▸ **Task details**
Every line of the records below that holds the word "struct" belongs in the answer.
━━━━━━━━━━━━━━━━━━━━━━━━━━━━━━
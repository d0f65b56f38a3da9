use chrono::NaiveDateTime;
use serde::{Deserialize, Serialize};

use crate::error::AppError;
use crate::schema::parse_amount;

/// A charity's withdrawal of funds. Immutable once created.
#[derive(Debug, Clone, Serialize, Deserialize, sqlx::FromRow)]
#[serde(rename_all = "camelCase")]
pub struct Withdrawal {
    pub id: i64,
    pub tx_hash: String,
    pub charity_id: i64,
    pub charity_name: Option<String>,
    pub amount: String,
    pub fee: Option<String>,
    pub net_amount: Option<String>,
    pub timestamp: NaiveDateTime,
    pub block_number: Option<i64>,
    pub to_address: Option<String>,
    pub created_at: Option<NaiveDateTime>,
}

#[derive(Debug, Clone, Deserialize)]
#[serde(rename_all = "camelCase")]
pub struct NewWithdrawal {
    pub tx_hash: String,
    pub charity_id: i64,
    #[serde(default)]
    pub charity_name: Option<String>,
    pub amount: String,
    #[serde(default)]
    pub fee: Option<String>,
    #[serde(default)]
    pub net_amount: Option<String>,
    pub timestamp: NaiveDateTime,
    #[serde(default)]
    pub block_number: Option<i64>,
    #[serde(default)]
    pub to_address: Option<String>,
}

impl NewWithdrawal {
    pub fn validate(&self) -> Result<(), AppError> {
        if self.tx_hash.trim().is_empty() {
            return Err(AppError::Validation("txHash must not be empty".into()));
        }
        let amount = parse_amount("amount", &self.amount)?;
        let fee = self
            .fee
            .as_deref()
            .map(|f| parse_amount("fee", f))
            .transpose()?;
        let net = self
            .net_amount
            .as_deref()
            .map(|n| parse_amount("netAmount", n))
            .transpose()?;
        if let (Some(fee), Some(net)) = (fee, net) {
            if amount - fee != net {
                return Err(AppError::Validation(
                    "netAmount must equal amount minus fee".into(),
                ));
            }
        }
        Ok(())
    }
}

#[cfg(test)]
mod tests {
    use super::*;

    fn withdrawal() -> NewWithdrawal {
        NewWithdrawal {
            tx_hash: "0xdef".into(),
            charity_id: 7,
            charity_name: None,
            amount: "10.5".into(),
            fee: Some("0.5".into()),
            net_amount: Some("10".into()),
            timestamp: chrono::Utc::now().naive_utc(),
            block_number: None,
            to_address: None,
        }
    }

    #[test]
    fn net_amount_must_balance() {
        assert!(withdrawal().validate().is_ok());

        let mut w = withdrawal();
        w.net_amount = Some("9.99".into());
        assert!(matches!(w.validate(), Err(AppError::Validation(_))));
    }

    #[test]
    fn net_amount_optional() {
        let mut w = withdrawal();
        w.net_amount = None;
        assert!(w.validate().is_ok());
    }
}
━━━━━━━━━━━━━━━━━━━━━━━━━━━━━━
▸ **Response to the task**
pub struct Withdrawal {
pub struct NewWithdrawal {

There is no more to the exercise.